It’s Sunday, and I’m continuing my spring-green obsession at my favorite place in the world, Wat Pho. The raised, gilded threshold? To keep the slithering spirits out.
Sexy yet comfy wedges: Nurture, baby
Too little
has been said
of the door, its one
face turned to the night’s
downpour and its other
to the shift and glisten of firelight.
The Tao of Bangkok is that Soi Cowboy and centuries-old spirituality coexist in the same gracious/salacious city. In Bangkok, even Ronald McDonald offers a respectful wai — the Thai greeting of placing one’s palms together in a gesture of prayer. And the signage on public transportation reminds us to give it up to the monks among us who renounce all this seductive claptrap I love to yack about. I’m talking to you: Le Big Mac!
Ronald, meet Pedro.
Blouse: BCBG Max Azria
Purse: Ipa-nima (fabulous up-and-coming Vietnamese designer — check her out!)
There are many things I will never understand about Wat Pho, including this sign. Nevertheless, when I spy a shaved-head Israeli in Rayban aviators, I quickly cross to the other side of the spirit threshold. Whether it’s marketing collateral or Iranian bomb collateral, I get my full threat at work.
Wat Pho, Bangkok’s oldest and largest temple, is a Thai wunderkammer – a cabinet of curios filled with medical and religious marvels, as well as a curious collection of 19th-century Chinese statuary and scrappy, somnolent temple cats.
How Gollum got here is anybody’s guess. Since we were well into the 20th c. before he sprung from Tolkien’s brow, this statue goes to show that past, present, and future exist simultaneously — that we experience their separation is only an illusion, Einstein wrote, although a convincing one.

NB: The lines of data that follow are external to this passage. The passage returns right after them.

//! 定时器核心实现
//! Timer core implementation
//!
//! 定时器在固定的时钟间隔上推进逻辑滴答计数，并用最小堆按下次到期滴答
//! 管理所有条目。每个滴答弹出所有到期条目，按其调度策略异步执行任务，
//! 然后将仍然有效的条目重新入队。
//!
//! The timer advances a logical tick counter on a fixed wall-clock interval
//! and keeps every entry in a min-heap keyed by its next due tick. On each tick
//! it pops all due entries, dispatches their jobs asynchronously according to
//! each entry's policy, and re-queues the entries that are still alive.

use crate::config::TimerConfig;
use crate::error::Result;
use crate::queue::{HeapOrder, PriorityQueue};
use crate::timer::entry::{Entry, EntryId, EntrySettings, EntryStatus};
use crate::timer::job::{Job, JobControl};
use crate::timer::stats::TimerStats;
use std::future::Future;
use std::sync::atomic::{AtomicI64, AtomicU8, AtomicU64, Ordering};
use std::sync::{Arc, Weak};
use std::time::Duration;
use tokio::runtime::Handle;
use tokio::time::{Instant, MissedTickBehavior, interval_at};
use tracing::{debug, info, trace};

/// 定时器状态
/// Timer status
#[derive(Debug, Clone, Copy, PartialEq, Eq, Hash)]
#[repr(u8)]
pub enum TimerStatus {
    /// Ticks advance and due entries are dispatched.
    /// 滴答推进，到期条目被调度。
    Running = 0,
    /// Ticks are frozen; nothing is dispatched.
    /// 滴答冻结，不调度任何条目。
    Stopped = 1,
    /// Terminal. The driver task exits on its next interval.
    /// 终止状态，驱动任务在下一个间隔退出。
    Closed = 2,
}

impl TimerStatus {
    fn from_u8(value: u8) -> Self {
        match value {
            0 => TimerStatus::Running,
            1 => TimerStatus::Stopped,
            _ => TimerStatus::Closed,
        }
    }
}

struct TimerInner {
    queue: PriorityQueue<Entry>,
    status: AtomicU8,
    ticks: Arc<AtomicI64>,
    config: TimerConfig,
    next_entry_id: AtomicU64,
}

/// 基于滴答的定时器
/// Tick-based timer
///
/// A cheap, cloneable handle. The driver task and pending delayed
/// registrations only hold weak references, so dropping every handle stops
/// the timer just like [`Timer::close`].
///
/// 轻量可克隆的句柄。驱动任务和挂起的延迟注册只持有弱引用，因此丢弃所有
/// 句柄与调用 [`Timer::close`] 效果相同。
#[derive(Clone)]
pub struct Timer {
    inner: Arc<TimerInner>,
}

impl Timer {
    /// 使用默认配置创建并启动定时器
    /// Create and start a timer with the default configuration
    ///
    /// # Panics
    ///
    /// Panics when called outside a tokio runtime, like `tokio::spawn`.
    pub fn new() -> Self {
        Self::with_config(TimerConfig::default())
    }

    /// 使用给定配置创建并启动定时器
    /// Create and start a timer with the given configuration
    ///
    /// # Panics
    ///
    /// Panics when called outside a tokio runtime, like `tokio::spawn`.
    pub fn with_config(config: TimerConfig) -> Self {
        Self::spawn_on(&Handle::current(), config)
    }

    /// Like [`Timer::new`], but reports a missing runtime as an error.
    pub fn try_new() -> Result<Self> {
        Self::try_with_config(TimerConfig::default())
    }

    /// Like [`Timer::with_config`], but reports a missing runtime as an error.
    pub fn try_with_config(config: TimerConfig) -> Result<Self> {
        let handle = Handle::try_current()?;
        Ok(Self::spawn_on(&handle, config))
    }

    fn spawn_on(handle: &Handle, config: TimerConfig) -> Self {
        let config = config.normalized();
        let period = config.interval;
        let inner = Arc::new(TimerInner {
            queue: PriorityQueue::new(HeapOrder::Min),
            status: AtomicU8::new(TimerStatus::Running as u8),
            ticks: Arc::new(AtomicI64::new(0)),
            config,
            next_entry_id: AtomicU64::new(1),
        });

        // The first tick fires one full interval after creation.
        let first_tick = Instant::now() + period;
        handle.spawn(drive(Arc::downgrade(&inner), first_tick, period));

        info!(interval = ?period, "Timer started");
        Self { inner }
    }

    /// 添加重复执行、不限次数、非单例的任务
    /// Add a repeating, unlimited, non-singleton job
    pub fn add<F, Fut, R>(&self, interval: Duration, job: F) -> Entry
    where
        F: Fn() -> Fut + Send + Sync + 'static,
        Fut: Future<Output = R> + Send + 'static,
        R: Into<JobControl>,
    {
        self.create_entry(interval, Job::new(job), false, -1, EntryStatus::Ready)
    }

    /// 添加任务并完全控制其参数
    /// Add a job with full control over its parameters
    ///
    /// * `singleton` - at most one execution of the job is in flight at a time.
    /// * `times` - run limit; zero or negative means unlimited.
    /// * `status` - initial status; [`EntryStatus::Stopped`] adds a paused job.
    pub fn add_entry<F, Fut, R>(
        &self,
        interval: Duration,
        job: F,
        singleton: bool,
        times: i64,
        status: EntryStatus,
    ) -> Entry
    where
        F: Fn() -> Fut + Send + Sync + 'static,
        Fut: Future<Output = R> + Send + 'static,
        R: Into<JobControl>,
    {
        self.create_entry(interval, Job::new(job), singleton, times, status)
    }

    /// 添加单例模式的重复任务
    /// Add a repeating singleton job
    pub fn add_singleton<F, Fut, R>(&self, interval: Duration, job: F) -> Entry
    where
        F: Fn() -> Fut + Send + Sync + 'static,
        Fut: Future<Output = R> + Send + 'static,
        R: Into<JobControl>,
    {
        self.create_entry(interval, Job::new(job), true, -1, EntryStatus::Ready)
    }

    /// 添加只运行一次的任务
    /// Add a job that runs once and then closes
    pub fn add_once<F, Fut, R>(&self, interval: Duration, job: F) -> Entry
    where
        F: Fn() -> Fut + Send + Sync + 'static,
        Fut: Future<Output = R> + Send + 'static,
        R: Into<JobControl>,
    {
        self.create_entry(interval, Job::new(job), true, 1, EntryStatus::Ready)
    }

    /// 添加限制运行次数的任务
    /// Add a job that runs at most `times` times and then closes
    ///
    /// A `times` of zero or less leaves the job unlimited.
    pub fn add_times<F, Fut, R>(&self, interval: Duration, times: i64, job: F) -> Entry
    where
        F: Fn() -> Fut + Send + Sync + 'static,
        Fut: Future<Output = R> + Send + 'static,
        R: Into<JobControl>,
    {
        self.create_entry(interval, Job::new(job), true, times, EntryStatus::Ready)
    }

    /// 延迟 `delay` 后再以 [`Timer::add`] 的语义注册任务
    /// Register the job with [`Timer::add`] semantics after `delay`
    ///
    /// Returns the entry of the pending registration; closing it before it
    /// fires cancels the registration.
    pub fn delay_add<F, Fut, R>(&self, delay: Duration, interval: Duration, job: F) -> Entry
    where
        F: Fn() -> Fut + Send + Sync + 'static,
        Fut: Future<Output = R> + Send + 'static,
        R: Into<JobControl>,
    {
        self.delay_create(delay, interval, Job::new(job), false, -1, EntryStatus::Ready)
    }

    /// Register the job with [`Timer::add_entry`] semantics after `delay`.
    pub fn delay_add_entry<F, Fut, R>(
        &self,
        delay: Duration,
        interval: Duration,
        job: F,
        singleton: bool,
        times: i64,
        status: EntryStatus,
    ) -> Entry
    where
        F: Fn() -> Fut + Send + Sync + 'static,
        Fut: Future<Output = R> + Send + 'static,
        R: Into<JobControl>,
    {
        self.delay_create(delay, interval, Job::new(job), singleton, times, status)
    }

    /// Register the job with [`Timer::add_singleton`] semantics after `delay`.
    pub fn delay_add_singleton<F, Fut, R>(
        &self,
        delay: Duration,
        interval: Duration,
        job: F,
    ) -> Entry
    where
        F: Fn() -> Fut + Send + Sync + 'static,
        Fut: Future<Output = R> + Send + 'static,
        R: Into<JobControl>,
    {
        self.delay_create(delay, interval, Job::new(job), true, -1, EntryStatus::Ready)
    }

    /// Register the job with [`Timer::add_once`] semantics after `delay`.
    pub fn delay_add_once<F, Fut, R>(&self, delay: Duration, interval: Duration, job: F) -> Entry
    where
        F: Fn() -> Fut + Send + Sync + 'static,
        Fut: Future<Output = R> + Send + 'static,
        R: Into<JobControl>,
    {
        self.delay_create(delay, interval, Job::new(job), true, 1, EntryStatus::Ready)
    }

    /// Register the job with [`Timer::add_times`] semantics after `delay`.
    pub fn delay_add_times<F, Fut, R>(
        &self,
        delay: Duration,
        interval: Duration,
        times: i64,
        job: F,
    ) -> Entry
    where
        F: Fn() -> Fut + Send + Sync + 'static,
        Fut: Future<Output = R> + Send + 'static,
        R: Into<JobControl>,
    {
        self.delay_create(delay, interval, Job::new(job), true, times, EntryStatus::Ready)
    }

    /// 恢复定时器
    /// Resume the timer
    pub fn start(&self) {
        if self.set_status(TimerStatus::Running) {
            debug!("Timer resumed");
        }
    }

    /// 暂停定时器，滴答冻结
    /// Pause the timer; ticks stop advancing
    pub fn stop(&self) {
        if self.set_status(TimerStatus::Stopped) {
            debug!("Timer stopped");
        }
    }

    /// 关闭定时器。此操作是终止性的且幂等。
    /// Close the timer. Terminal and idempotent.
    ///
    /// Jobs already dispatched run to completion.
    pub fn close(&self) {
        let previous = self
            .inner
            .status
            .swap(TimerStatus::Closed as u8, Ordering::AcqRel);
        if previous != TimerStatus::Closed as u8 {
            info!("Timer closed");
        }
    }

    /// 定时器状态
    /// Timer status
    pub fn status(&self) -> TimerStatus {
        self.inner.status()
    }

    /// 当前逻辑滴答数
    /// Current logical tick count
    pub fn ticks(&self) -> i64 {
        self.inner.ticks.load(Ordering::Acquire)
    }

    /// 基础滴答间隔
    /// Base tick interval
    pub fn interval(&self) -> Duration {
        self.inner.config.interval
    }

    /// 获取统计快照
    /// Get a statistics snapshot
    pub fn stats(&self) -> TimerStats {
        let next_priority = self.inner.queue.next_priority();
        TimerStats {
            status: self.status(),
            ticks: self.ticks(),
            pending_entries: self.inner.queue.len(),
            next_due_tick: (next_priority != HeapOrder::Min.sentinel()).then_some(next_priority),
            interval: self.interval(),
        }
    }

    /// Returns whether the status changed. A closed timer stays closed.
    fn set_status(&self, status: TimerStatus) -> bool {
        self.inner
            .status
            .fetch_update(Ordering::AcqRel, Ordering::Acquire, |current| {
                (current != TimerStatus::Closed as u8 && current != status as u8)
                    .then_some(status as u8)
            })
            .is_ok()
    }

    fn delay_create(
        &self,
        delay: Duration,
        interval: Duration,
        job: Job,
        singleton: bool,
        times: i64,
        status: EntryStatus,
    ) -> Entry {
        // The registration lives in this timer's own queue, so it must not
        // keep the timer alive.
        let timer = Arc::downgrade(&self.inner);
        let registration = Job::new(move || {
            let timer = timer.upgrade().map(|inner| Timer { inner });
            let job = job.clone();
            async move {
                match timer {
                    Some(timer) => {
                        timer.create_entry(interval, job, singleton, times, status);
                    }
                    None => trace!("Timer dropped before delayed registration fired"),
                }
            }
        });
        self.create_entry(delay, registration, true, 1, EntryStatus::Ready)
    }

    fn create_entry(
        &self,
        interval: Duration,
        job: Job,
        singleton: bool,
        times: i64,
        status: EntryStatus,
    ) -> Entry {
        let interval_ticks = ticks_for(interval, self.inner.config.interval);
        let next_tick = self.ticks().saturating_add(interval_ticks);
        let id: EntryId = self.inner.next_entry_id.fetch_add(1, Ordering::Relaxed);

        let entry = Entry::new(
            id,
            job,
            Arc::clone(&self.inner.ticks),
            EntrySettings {
                interval_ticks,
                next_tick,
                singleton,
                times,
                status,
                panic_policy: self.inner.config.panic_policy,
            },
        );
        self.inner.queue.push(entry.clone(), next_tick);

        debug!(
            entry_id = id,
            interval_ticks,
            next_tick,
            singleton,
            times,
            ?status,
            "Entry added"
        );
        entry
    }
}

impl Default for Timer {
    fn default() -> Self {
        Self::new()
    }
}

impl std::fmt::Debug for Timer {
    fn fmt(&self, f: &mut std::fmt::Formatter<'_>) -> std::fmt::Result {
        f.debug_struct("Timer")
            .field("status", &self.status())
            .field("ticks", &self.ticks())
            .field("interval", &self.interval())
            .finish()
    }
}

impl TimerInner {
    fn status(&self) -> TimerStatus {
        TimerStatus::from_u8(self.status.load(Ordering::Acquire))
    }

    /// 推进一个滴答，必要时扫描队列
    /// Advance one tick and scan the queue if anything may be due
    fn advance(&self) {
        let current_tick = self.ticks.fetch_add(1, Ordering::AcqRel) + 1;
        if current_tick < self.queue.next_priority() {
            return;
        }
        self.proceed(current_tick);
    }

    fn proceed(&self, current_tick: i64) {
        let mut checked = 0usize;
        while let Some(entry) = self.queue.pop() {
            let next_tick = entry.next_tick();
            if current_tick < next_tick {
                // Not due yet (its key was stale, e.g. after a reset).
                self.queue.push(entry, next_tick);
                break;
            }

            entry.check_and_run(current_tick);
            checked += 1;

            if entry.status() == EntryStatus::Closed {
                debug!(entry_id = entry.id(), "Entry dropped from timer");
            } else {
                let next_tick = entry.next_tick();
                self.queue.push(entry, next_tick);
            }
        }
        trace!(tick = current_tick, checked, "Timer scan complete");
    }

    /// Drop every queued entry, releasing jobs that captured a `Timer` handle.
    fn drain(&self) -> usize {
        let mut dropped = 0;
        while self.queue.pop().is_some() {
            dropped += 1;
        }
        dropped
    }
}

/// 把任务间隔换算为滴答数，最少一个滴答
/// Convert a job interval to ticks, at least one
fn ticks_for(interval: Duration, base: Duration) -> i64 {
    let ticks = interval.as_nanos() / base.as_nanos().max(1);
    i64::try_from(ticks).unwrap_or(i64::MAX).max(1)
}

/// 驱动任务主循环
/// Driver task main loop
async fn drive(timer: Weak<TimerInner>, first_tick: Instant, period: Duration) {
    let mut ticker = interval_at(first_tick, period);
    ticker.set_missed_tick_behavior(MissedTickBehavior::Skip);

    loop {
        ticker.tick().await;
        let Some(inner) = timer.upgrade() else {
            debug!("All timer handles dropped, driver exiting");
            break;
        };

        match inner.status() {
            TimerStatus::Running => inner.advance(),
            TimerStatus::Stopped => {}
            TimerStatus::Closed => {
                let dropped = inner.drain();
                info!(dropped, "Timer driver exited");
                break;
            }
        }
    }
}
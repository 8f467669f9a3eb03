//! 定时器条目实现
//! Timer entry implementation
//!
//! 每个条目包装一个任务及其调度元数据（间隔滴答数、剩余次数、单例标志、
//! 状态、下次到期滴答）。状态字段使用原子操作，调用方无需争用队列锁即可
//! 启停条目。
//!
//! Each entry wraps one job with its scheduling metadata (interval in ticks,
//! remaining runs, singleton flag, status, next due tick). Status fields are
//! atomics so callers can toggle an entry without contending on the queue lock.

use crate::config::PanicPolicy;
use crate::timer::job::{Job, JobControl};
use futures::FutureExt;
use std::any::Any;
use std::fmt;
use std::panic::AssertUnwindSafe;
use std::sync::Arc;
use std::sync::atomic::{AtomicBool, AtomicI64, AtomicU8, Ordering};
use tracing::{debug, error, trace};

/// 条目ID，在所属定时器内唯一
/// Entry ID, unique within its timer
pub type EntryId = u64;

/// 条目状态
/// Entry status
#[derive(Debug, Clone, Copy, PartialEq, Eq, Hash)]
#[repr(u8)]
pub enum EntryStatus {
    /// Waiting for its next due tick.
    /// 等待下一个到期滴答。
    Ready = 0,
    /// At least one execution is in flight.
    /// 至少有一次执行正在进行。
    Running = 1,
    /// Skipped on every due check until started again.
    /// 在重新启动之前每次到期检查都会跳过。
    Stopped = 2,
    /// Terminal. The timer drops the entry the next time it is popped.
    /// 终止状态，定时器下次弹出时将其丢弃。
    Closed = 3,
}

impl EntryStatus {
    fn from_u8(value: u8) -> Self {
        match value {
            0 => EntryStatus::Ready,
            1 => EntryStatus::Running,
            2 => EntryStatus::Stopped,
            _ => EntryStatus::Closed,
        }
    }
}

/// Scheduling policy of a new entry.
#[derive(Debug, Clone, Copy)]
pub(crate) struct EntrySettings {
    pub interval_ticks: i64,
    pub next_tick: i64,
    pub singleton: bool,
    /// Run limit; zero or negative means unlimited.
    pub times: i64,
    pub status: EntryStatus,
    pub panic_policy: PanicPolicy,
}

struct EntryInner {
    id: EntryId,
    job: Job,
    /// Tick counter of the owning timer.
    timer_ticks: Arc<AtomicI64>,
    interval_ticks: i64,
    times: AtomicI64,
    infinite: AtomicBool,
    singleton: AtomicBool,
    status: AtomicU8,
    next_tick: AtomicI64,
    panic_policy: PanicPolicy,
}

/// 定时任务条目的句柄
/// Handle to a scheduled job entry
///
/// The timer owns the entry's place in its queue; the handle only toggles
/// status and timing. Clones refer to the same entry.
///
/// 定时器拥有条目在队列中的位置；句柄只负责切换状态和时间。克隆体指向同一条目。
#[derive(Clone)]
pub struct Entry {
    inner: Arc<EntryInner>,
}

impl Entry {
    pub(crate) fn new(
        id: EntryId,
        job: Job,
        timer_ticks: Arc<AtomicI64>,
        settings: EntrySettings,
    ) -> Self {
        Self {
            inner: Arc::new(EntryInner {
                id,
                job,
                timer_ticks,
                interval_ticks: settings.interval_ticks,
                times: AtomicI64::new(settings.times),
                infinite: AtomicBool::new(settings.times <= 0),
                singleton: AtomicBool::new(settings.singleton),
                status: AtomicU8::new(settings.status as u8),
                next_tick: AtomicI64::new(settings.next_tick),
                panic_policy: settings.panic_policy,
            }),
        }
    }

    /// 条目ID
    /// Entry ID
    pub fn id(&self) -> EntryId {
        self.inner.id
    }

    /// 当前状态
    /// Current status
    pub fn status(&self) -> EntryStatus {
        EntryStatus::from_u8(self.inner.status.load(Ordering::Acquire))
    }

    /// 设置状态并返回之前的状态。已关闭的条目保持关闭。
    /// Set the status and return the previous one. A closed entry stays closed.
    pub fn set_status(&self, status: EntryStatus) -> EntryStatus {
        let previous = self
            .inner
            .status
            .fetch_update(Ordering::AcqRel, Ordering::Acquire, |current| {
                (current != EntryStatus::Closed as u8).then_some(status as u8)
            })
            .unwrap_or_else(|closed| closed);
        EntryStatus::from_u8(previous)
    }

    /// 启动（恢复）条目
    /// Start (resume) the entry
    pub fn start(&self) {
        self.set_status(EntryStatus::Ready);
        debug!(entry_id = self.id(), "Entry started");
    }

    /// 暂停条目，它仍留在队列中直到被启动或关闭
    /// Pause the entry; it stays queued until started or closed
    pub fn stop(&self) {
        self.set_status(EntryStatus::Stopped);
        debug!(entry_id = self.id(), "Entry stopped");
    }

    /// 关闭条目，定时器将丢弃它
    /// Close the entry; the timer will drop it
    pub fn close(&self) {
        let previous = self.inner.status.swap(EntryStatus::Closed as u8, Ordering::AcqRel);
        if previous != EntryStatus::Closed as u8 {
            debug!(entry_id = self.id(), "Entry closed");
        }
    }

    /// 以定时器当前滴答为起点重新计算下次运行时间
    /// Restart the countdown to the next run from the timer's current tick
    pub fn reset(&self) {
        let now = self.inner.timer_ticks.load(Ordering::Acquire);
        self.inner
            .next_tick
            .store(now.saturating_add(self.inner.interval_ticks), Ordering::Release);
    }

    /// 是否为单例条目
    /// Whether the entry is a singleton
    pub fn is_singleton(&self) -> bool {
        self.inner.singleton.load(Ordering::Acquire)
    }

    /// 设置单例模式，单例条目的执行不会重叠
    /// Set singleton mode; executions of a singleton entry never overlap
    pub fn set_singleton(&self, enabled: bool) {
        self.inner.singleton.store(enabled, Ordering::Release);
    }

    /// 设置剩余运行次数上限
    /// Limit the remaining number of runs
    ///
    /// An entry whose runs are used up closes on its next due check, so a
    /// call before then grants it more runs.
    ///
    /// 次数耗尽的条目在下一次到期检查时关闭，在此之前调用可以追加运行次数。
    pub fn set_times(&self, times: i64) {
        self.inner.times.store(times, Ordering::Release);
        self.inner.infinite.store(false, Ordering::Release);
    }

    /// 两次运行之间的滴答数
    /// Number of ticks between runs
    pub fn interval_ticks(&self) -> i64 {
        self.inner.interval_ticks
    }

    /// 下次可运行的滴答
    /// Tick at or after which the entry may run next
    pub fn next_tick(&self) -> i64 {
        self.inner.next_tick.load(Ordering::Acquire)
    }

    /// 检查条目在给定滴答是否可运行，可运行时异步执行
    /// Check whether the entry may run at the given tick and dispatch it if so
    ///
    /// The next due tick is advanced before the status is evaluated, so a
    /// skipped entry is still re-evaluated one interval later.
    ///
    /// 在评估状态之前推进下次到期滴答，因此被跳过的条目也会在一个间隔后重新评估。
    pub(crate) fn check_and_run(&self, current_tick: i64) {
        if current_tick < self.next_tick() {
            return;
        }
        self.inner.next_tick.store(
            current_tick.saturating_add(self.inner.interval_ticks),
            Ordering::Release,
        );

        match self.status() {
            EntryStatus::Running => {
                if self.is_singleton() {
                    trace!(entry_id = self.id(), "Singleton entry still running, skipped");
                    return;
                }
            }
            EntryStatus::Ready => {
                if self
                    .inner
                    .status
                    .compare_exchange(
                        EntryStatus::Ready as u8,
                        EntryStatus::Running as u8,
                        Ordering::AcqRel,
                        Ordering::Acquire,
                    )
                    .is_err()
                {
                    return;
                }
            }
            EntryStatus::Stopped | EntryStatus::Closed => return,
        }

        self.run();
    }

    /// Dispatch the job on its own task if the run limit allows.
    fn run(&self) {
        if !self.inner.infinite.load(Ordering::Acquire) {
            let left = self.inner.times.fetch_sub(1, Ordering::AcqRel) - 1;
            if left < 0 {
                self.close();
                return;
            }
        }

        let entry = self.clone();
        tokio::spawn(async move {
            entry.execute().await;
        });
    }

    async fn execute(self) {
        let job = self.inner.job.clone();
        let outcome = AssertUnwindSafe(async move { job.call().await })
            .catch_unwind()
            .await;

        match outcome {
            Ok(JobControl::Continue) => {
                // Leave any status the job or a caller set in the meantime.
                let _ = self.inner.status.compare_exchange(
                    EntryStatus::Running as u8,
                    EntryStatus::Ready as u8,
                    Ordering::AcqRel,
                    Ordering::Acquire,
                );
            }
            Ok(JobControl::Exit) => {
                debug!(entry_id = self.id(), "Job requested exit");
                self.close();
            }
            Err(payload) => self.handle_panic(payload),
        }
    }

    fn handle_panic(&self, payload: Box<dyn Any + Send>) {
        let message = panic_message(payload.as_ref());
        match self.inner.panic_policy {
            PanicPolicy::Abort => {
                error!(entry_id = self.id(), panic = %message, "Timer job panicked, aborting");
                std::process::abort();
            }
            PanicPolicy::CloseEntry => {
                error!(entry_id = self.id(), panic = %message, "Timer job panicked, closing entry");
                self.close();
            }
        }
    }
}

fn panic_message(payload: &(dyn Any + Send)) -> &str {
    if let Some(message) = payload.downcast_ref::<&'static str>() {
        message
    } else if let Some(message) = payload.downcast_ref::<String>() {
        message.as_str()
    } else {
        "<non-string panic payload>"
    }
}

impl fmt::Debug for Entry {
    fn fmt(&self, f: &mut fmt::Formatter<'_>) -> fmt::Result {
        f.debug_struct("Entry")
            .field("id", &self.id())
            .field("status", &self.status())
            .field("interval_ticks", &self.interval_ticks())
            .field("next_tick", &self.next_tick())
            .field("singleton", &self.is_singleton())
            .finish()
    }
}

Necklace: Lapis and gold. A gift from my father to my mother. I still have the receipt: January 16th, 1989; Uthai’s Gems off Ploenchit Road
Green-and-white onsie: Ett Twa for Anthropologie
Terra cotta cotton cardigan: J.Crew
Leather bag: Dooney & Burke
Foo dog in need of red-eye reduction: Wat Pho
In Southeast Asia they don’t give a toss about ‘what’s your sign?’ What matters is the day of the week you were born. The teal green oxen symbolize Thursday. I may be Tuesday’s blogger, but I am Thursday’s child.
Monday’s child is fair of face
Tuesday’s child is full of grace,
Wednesday’s child is full of woe,
Thursday’s child has far to go,
Friday’s child is loving and giving,
Saturday’s child works hard for a living,
But the child who is born on the Sabbath day
Is bonny and blithe and good and gay.
Definitely a Sunday’s child — both of them!
It’s peaceful on the other side, and there’s a lot of green, including Pedro’s jade and gold ring (my mother bought this ring in Bangkok in the 1970s), and the mirrored base of one of Wat Pho’s myriad sitting Buddhas.
Gold-leafed jingle-jangle earrings: morning street stall near Lumphini MRT, exit 1. Cost: 20 baht (less than $1).
For me, an afternoon at Wat Pho always ends with watching the sunset off Tha Thien pier. Waiting on the express boat. Sipping on coconut juice and soda water.
The planking craze has hit the Chao Phraya.
For doors
are both frame and monument
to our spent time,
and too little
has been said
or our coming through and leaving by them.